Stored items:
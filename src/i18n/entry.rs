//! Translation entry data model.
//!
//! A single persisted entity, [`TranslationEntry`], covers both scopes: rows
//! with no `team_id` are system defaults, rows with a `team_id` are that
//! team's overrides. The pair `(team_id, namespace, key_path)` is unique.

use chrono::{DateTime, Utc};
use serde::{Deserialize, Serialize};
use std::collections::BTreeMap;

/// Namespace used when none is supplied.
pub const DEFAULT_NAMESPACE: &str = "ui";

/// Locale code -> translated string.
pub type LocaleValues = BTreeMap<String, String>;

/// Whether an entry is a system default or a team override.
#[derive(Debug, Clone, Copy, PartialEq, Eq, Hash, Serialize, Deserialize)]
#[serde(rename_all = "lowercase")]
pub enum Scope {
    System,
    Team,
}

#[derive(Debug, Clone, PartialEq, Eq, Serialize, Deserialize)]
#[serde(rename_all = "camelCase")]
pub struct TranslationEntry {
    pub id: String,
    pub team_id: Option<String>,
    pub namespace: String,
    pub key_path: String,
    pub category: String,
    pub values: LocaleValues,
    pub description: Option<String>,
    pub is_overrideable: bool,
    pub created_at: DateTime<Utc>,
    pub updated_at: DateTime<Utc>,
}

impl TranslationEntry {
    pub fn scope(&self) -> Scope {
        match self.team_id {
            Some(_) => Scope::Team,
            None => Scope::System,
        }
    }

    /// True for rows without a team.
    pub fn is_system(&self) -> bool {
        self.team_id.is_none()
    }

    /// Value for `locale`, treating blank strings as absent.
    pub fn value_for(&self, locale: &str) -> Option<&str> {
        non_empty_value(&self.values, locale)
    }

    /// Whether this row belongs to the given scope (`None` = system).
    pub fn belongs_to(&self, team_id: Option<&str>) -> bool {
        self.team_id.as_deref() == team_id
    }
}

/// Look up a locale in a value map, ignoring blank strings.
pub fn non_empty_value<'a>(values: &'a LocaleValues, locale: &str) -> Option<&'a str> {
    values
        .get(locale)
        .map(String::as_str)
        .filter(|v| !v.trim().is_empty())
}

/// Category derived from a key path: its first segment.
pub fn category_for(key_path: &str) -> String {
    key_path.split('.').next().unwrap_or_default().to_string()
}

/// An entry about to be inserted; `id` and timestamps are assigned by the store.
#[derive(Debug, Clone, PartialEq, Eq, Serialize, Deserialize)]
#[serde(rename_all = "camelCase")]
pub struct NewEntry {
    pub team_id: Option<String>,
    pub namespace: String,
    pub key_path: String,
    pub category: String,
    pub values: LocaleValues,
    pub description: Option<String>,
    pub is_overrideable: bool,
}

impl NewEntry {
    /// A system-scope entry in the default namespace with a derived category.
    pub fn system(key_path: impl Into<String>, values: LocaleValues) -> Self {
        let key_path = key_path.into();
        Self {
            team_id: None,
            namespace: DEFAULT_NAMESPACE.to_string(),
            category: category_for(&key_path),
            key_path,
            values,
            description: None,
            is_overrideable: true,
        }
    }

    /// A team-scope entry in the default namespace with a derived category.
    pub fn team(
        team_id: impl Into<String>,
        key_path: impl Into<String>,
        values: LocaleValues,
    ) -> Self {
        Self {
            team_id: Some(team_id.into()),
            ..Self::system(key_path, values)
        }
    }

    pub fn with_namespace(mut self, namespace: impl Into<String>) -> Self {
        self.namespace = namespace.into();
        self
    }

    pub fn with_category(mut self, category: impl Into<String>) -> Self {
        self.category = category.into();
        self
    }

    pub fn with_description(mut self, description: impl Into<String>) -> Self {
        self.description = Some(description.into());
        self
    }

    /// Set whether teams may override this entry.
    pub fn overrideable(mut self, is_overrideable: bool) -> Self {
        self.is_overrideable = is_overrideable;
        self
    }

    pub fn scope(&self) -> Scope {
        match self.team_id {
            Some(_) => Scope::Team,
            None => Scope::System,
        }
    }

    /// Materialize into a stored row.
    pub fn into_entry(self, id: String, now: DateTime<Utc>) -> TranslationEntry {
        TranslationEntry {
            id,
            team_id: self.team_id,
            namespace: self.namespace,
            key_path: self.key_path,
            category: self.category,
            values: self.values,
            description: self.description,
            is_overrideable: self.is_overrideable,
            created_at: now,
            updated_at: now,
        }
    }
}

/// Partial update. `None` fields are left untouched.
#[derive(Debug, Clone, Default, PartialEq, Eq, Serialize, Deserialize)]
#[serde(rename_all = "camelCase")]
pub struct EntryPatch {
    pub values: Option<LocaleValues>,
    pub description: Option<Option<String>>,
    pub category: Option<String>,
    pub is_overrideable: Option<bool>,
}

impl EntryPatch {
    /// A patch that only replaces the values map.
    pub fn values(values: LocaleValues) -> Self {
        Self {
            values: Some(values),
            ..Self::default()
        }
    }

    /// True when the patch changes nothing.
    pub fn is_empty(&self) -> bool {
        self.values.is_none()
            && self.description.is_none()
            && self.category.is_none()
            && self.is_overrideable.is_none()
    }

    /// Apply onto an entry and refresh `updated_at`.
    pub fn apply(self, entry: &mut TranslationEntry, now: DateTime<Utc>) {
        if let Some(values) = self.values {
            entry.values = values;
        }
        if let Some(description) = self.description {
            entry.description = description;
        }
        if let Some(category) = self.category {
            entry.category = category;
        }
        if let Some(flag) = self.is_overrideable {
            entry.is_overrideable = flag;
        }
        entry.updated_at = now;
    }
}

/// Which scope(s) a query covers.
#[derive(Debug, Clone, Default, PartialEq, Eq)]
pub enum ScopeFilter {
    #[default]
    Any,
    System,
    AnyTeam,
    Team(String),
}

/// Conjunctive query over entries. Unset fields match everything.
#[derive(Debug, Clone, Default, PartialEq, Eq)]
pub struct EntryFilter {
    pub scope: ScopeFilter,
    pub namespace: Option<String>,
    pub key_path: Option<String>,
    pub category: Option<String>,
    pub is_overrideable: Option<bool>,
}

impl EntryFilter {
    /// Match system rows only.
    pub fn system() -> Self {
        Self {
            scope: ScopeFilter::System,
            ..Self::default()
        }
    }

    /// Match one team's rows.
    pub fn team(team_id: impl Into<String>) -> Self {
        Self {
            scope: ScopeFilter::Team(team_id.into()),
            ..Self::default()
        }
    }

    /// Match rows of every team.
    pub fn any_team() -> Self {
        Self {
            scope: ScopeFilter::AnyTeam,
            ..Self::default()
        }
    }

    pub fn namespace(mut self, namespace: impl Into<String>) -> Self {
        self.namespace = Some(namespace.into());
        self
    }

    pub fn key_path(mut self, key_path: impl Into<String>) -> Self {
        self.key_path = Some(key_path.into());
        self
    }

    pub fn category(mut self, category: impl Into<String>) -> Self {
        self.category = Some(category.into());
        self
    }

    pub fn overrideable(mut self, flag: bool) -> Self {
        self.is_overrideable = Some(flag);
        self
    }

    /// Whether `entry` passes every set condition.
    pub fn matches(&self, entry: &TranslationEntry) -> bool {
        let scope_ok = match &self.scope {
            ScopeFilter::Any => true,
            ScopeFilter::System => entry.team_id.is_none(),
            ScopeFilter::AnyTeam => entry.team_id.is_some(),
            ScopeFilter::Team(team) => entry.team_id.as_deref() == Some(team.as_str()),
        };
        scope_ok
            && self.namespace.as_ref().is_none_or(|ns| *ns == entry.namespace)
            && self.key_path.as_ref().is_none_or(|k| *k == entry.key_path)
            && self.category.as_ref().is_none_or(|c| *c == entry.category)
            && self
                .is_overrideable
                .is_none_or(|flag| flag == entry.is_overrideable)
    }
}

/// Build a [`LocaleValues`] map from pairs.
pub fn values<const N: usize>(pairs: [(&str, &str); N]) -> LocaleValues {
    pairs
        .into_iter()
        .map(|(locale, value)| (locale.to_string(), value.to_string()))
        .collect()
}
#[cfg(test)]
mod tests {
    use super::*;
    use crate::i18n::values;
    use tempfile::TempDir;

    // ==================== Helper Functions ====================

    /// Create a temporary database for testing
    async fn create_test_db() -> (Database, TempDir) {
        let temp_dir = TempDir::new().expect("Failed to create temp dir");
        let url = format!("sqlite:{}", temp_dir.path().join("test_translations.db").display());
        let db = Database::new(&url).await.expect("Failed to create database");
        (db, temp_dir)
    }

    // ==================== Schema Tests ====================

    #[tokio::test]
    async fn test_database_creation() {
        let (db, _temp_dir) = create_test_db().await;
        assert_eq!(db.entry_count().await.expect("count"), 0);
    }

    #[tokio::test]
    async fn test_database_reopening_keeps_rows() {
        let temp_dir = TempDir::new().expect("Failed to create temp dir");
        let url = format!("sqlite:{}", temp_dir.path().join("reopen.db").display());

        {
            let db = Database::new(&url).await.expect("open");
            db.insert(NewEntry::system("buttons.save", values([("en", "Save")])))
                .await
                .expect("insert");
            db.close().await;
        }

        let db = Database::new(&url).await.expect("reopen");
        assert_eq!(db.entry_count().await.expect("count"), 1);
    }

    // ==================== Entry Tests ====================

    #[tokio::test]
    async fn test_insert_and_find_round_trip() {
        let (db, _temp_dir) = create_test_db().await;
        let inserted = db
            .insert(
                NewEntry::system("buttons.save", values([("en", "Save"), ("nl", "Opslaan")]))
                    .with_description("Primary save button"),
            )
            .await
            .expect("insert");

        let found = db.find_by_id(&inserted.id).await.expect("find").expect("row");
        assert_eq!(found, inserted);
        assert_eq!(found.category, "buttons");
        assert!(found.is_overrideable);
    }

    #[tokio::test]
    async fn test_duplicate_system_key_is_rejected() {
        let (db, _temp_dir) = create_test_db().await;
        db.insert(NewEntry::system("buttons.save", values([("en", "Save")])))
            .await
            .expect("first");

        let err = db
            .insert(NewEntry::system("buttons.save", values([("en", "Again")])))
            .await
            .expect_err("duplicate");
        assert!(err.is_duplicate());
    }

    #[tokio::test]
    async fn test_team_and_system_rows_share_a_key() {
        let (db, _temp_dir) = create_test_db().await;
        db.insert(NewEntry::system("buttons.save", values([("en", "Save")])))
            .await
            .expect("system");
        db.insert(NewEntry::team("t1", "buttons.save", values([("en", "Store")])))
            .await
            .expect("t1");
        db.insert(NewEntry::team("t2", "buttons.save", values([("en", "Keep")])))
            .await
            .expect("t2");

        let err = db
            .insert(NewEntry::team("t1", "buttons.save", values([("en", "Twice")])))
            .await
            .expect_err("duplicate team row");
        assert!(err.is_duplicate());

        let system = db.find_one(None, "ui", "buttons.save").await.expect("find").expect("row");
        assert_eq!(system.value_for("en"), Some("Save"));
        let team = db
            .find_one(Some("t2"), "ui", "buttons.save")
            .await
            .expect("find")
            .expect("row");
        assert_eq!(team.value_for("en"), Some("Keep"));
    }

    #[tokio::test]
    async fn test_find_applies_filters_and_order() {
        let (db, _temp_dir) = create_test_db().await;
        for entry in [
            NewEntry::system("nav.home", values([("en", "Home")])),
            NewEntry::system("buttons.save", values([("en", "Save")])),
            NewEntry::system("legal.terms", values([("en", "Terms")])).overrideable(false),
            NewEntry::team("t1", "buttons.save", values([("en", "Store")])),
            NewEntry::system("buttons.save", values([("en", "Save")])).with_namespace("pos"),
        ] {
            db.insert(entry).await.expect("seed");
        }

        let system_ui = db
            .find(&EntryFilter::system().namespace("ui"))
            .await
            .expect("find");
        let keys: Vec<_> = system_ui.iter().map(|e| e.key_path.as_str()).collect();
        assert_eq!(keys, vec!["buttons.save", "legal.terms", "nav.home"]);

        let locked = db
            .find(&EntryFilter::system().overrideable(false))
            .await
            .expect("find");
        assert_eq!(locked.len(), 1);

        let buttons = db.find(&EntryFilter::default().category("buttons")).await.expect("find");
        assert_eq!(buttons.len(), 3);

        let team = db.find(&EntryFilter::team("t1")).await.expect("find");
        assert_eq!(team.len(), 1);
        assert_eq!(team[0].team_id.as_deref(), Some("t1"));
    }

    #[tokio::test]
    async fn test_insert_batch_rolls_back_on_conflict() {
        let (db, _temp_dir) = create_test_db().await;
        db.insert(NewEntry::system("b", values([("en", "B")])))
            .await
            .expect("seed");

        let err = db
            .insert_batch(vec![
                NewEntry::system("a", values([("en", "A")])),
                NewEntry::system("b", values([("en", "B2")])),
            ])
            .await
            .expect_err("conflict");
        assert!(err.is_duplicate());
        assert_eq!(db.entry_count().await.expect("count"), 1);

        let inserted = db
            .insert_batch(vec![
                NewEntry::system("a", values([("en", "A")])),
                NewEntry::system("c", values([("en", "C")])),
            ])
            .await
            .expect("batch");
        assert_eq!(inserted.len(), 2);
        assert_eq!(db.entry_count().await.expect("count"), 3);
    }

    #[tokio::test]
    async fn test_update_applies_patch() {
        let (db, _temp_dir) = create_test_db().await;
        let entry = db
            .insert(
                NewEntry::system("buttons.save", values([("en", "Save")])).with_description("old"),
            )
            .await
            .expect("insert");

        let patch = EntryPatch {
            values: Some(values([("en", "Save now"), ("fr", "Enregistrer")])),
            description: Some(None),
            is_overrideable: Some(false),
            ..EntryPatch::default()
        };
        let updated = db.update(&entry.id, patch).await.expect("update");
        assert_eq!(updated.value_for("fr"), Some("Enregistrer"));
        assert_eq!(updated.description, None);
        assert!(!updated.is_overrideable);
        assert!(updated.updated_at >= entry.updated_at);

        let reloaded = db.find_by_id(&entry.id).await.expect("find").expect("row");
        assert_eq!(reloaded, updated);
    }

    #[tokio::test]
    async fn test_update_and_delete_missing_rows() {
        let (db, _temp_dir) = create_test_db().await;
        let err = db
            .update("missing", EntryPatch::values(values([("en", "x")])))
            .await
            .expect_err("missing");
        assert!(matches!(err, TranslationError::NotFound { .. }));
        assert!(!db.delete("missing").await.expect("delete"));
    }

    #[tokio::test]
    async fn test_delete_where_scopes_to_system_namespace() {
        let (db, _temp_dir) = create_test_db().await;
        for entry in [
            NewEntry::system("a", values([("en", "A")])),
            NewEntry::system("b", values([("en", "B")])),
            NewEntry::system("a", values([("en", "A")])).with_namespace("pos"),
            NewEntry::team("t1", "a", values([("en", "Team A")])),
        ] {
            db.insert(entry).await.expect("seed");
        }

        let removed = db
            .delete_where(&EntryFilter::system().namespace("ui"))
            .await
            .expect("delete");
        assert_eq!(removed, 2);
        assert_eq!(db.entry_count().await.expect("count"), 2);
        assert!(db.find_one(Some("t1"), "ui", "a").await.expect("find").is_some());
    }

    #[tokio::test]
    async fn test_find_one_keeps_empty_team_id_apart_from_system() {
        let (db, _temp_dir) = create_test_db().await;
        db.insert(NewEntry::system("buttons.save", values([("en", "Save")])))
            .await
            .expect("system");

        let found = db.find_one(Some(""), "ui", "buttons.save").await.expect("find");
        assert!(found.is_none());

        let system = db.find_one(None, "ui", "buttons.save").await.expect("find");
        assert!(system.is_some_and(|e| e.team_id.is_none()));
    }

    // ==================== Team Directory Tests ====================

    #[tokio::test]
    async fn test_team_names() {
        let (db, _temp_dir) = create_test_db().await;
        assert_eq!(db.team_name("t1").await.expect("lookup"), None);

        db.upsert_team("t1", "Bakery").await.expect("upsert");
        db.upsert_team("t1", "Bakery & Co").await.expect("rename");
        assert_eq!(db.team_name("t1").await.expect("lookup"), Some("Bakery & Co".to_string()));
    }
}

ASSIGNMENT:
Copy exactly the lines from the top of the entries through the line with "none is supplied." in it, please, keeping both ends and adding nothing.

EXERCISE OUTPUT:
filename src/i18n/entry.rs
//! Translation entry data model.
//!
//! A single persisted entity, [`TranslationEntry`], covers both scopes: rows
//! with no `team_id` are system defaults, rows with a `team_id` are that
//! team's overrides. The pair `(team_id, namespace, key_path)` is unique.

use chrono::{DateTime, Utc};
use serde::{Deserialize, Serialize};
use std::collections::BTreeMap;

/// Namespace used when none is supplied.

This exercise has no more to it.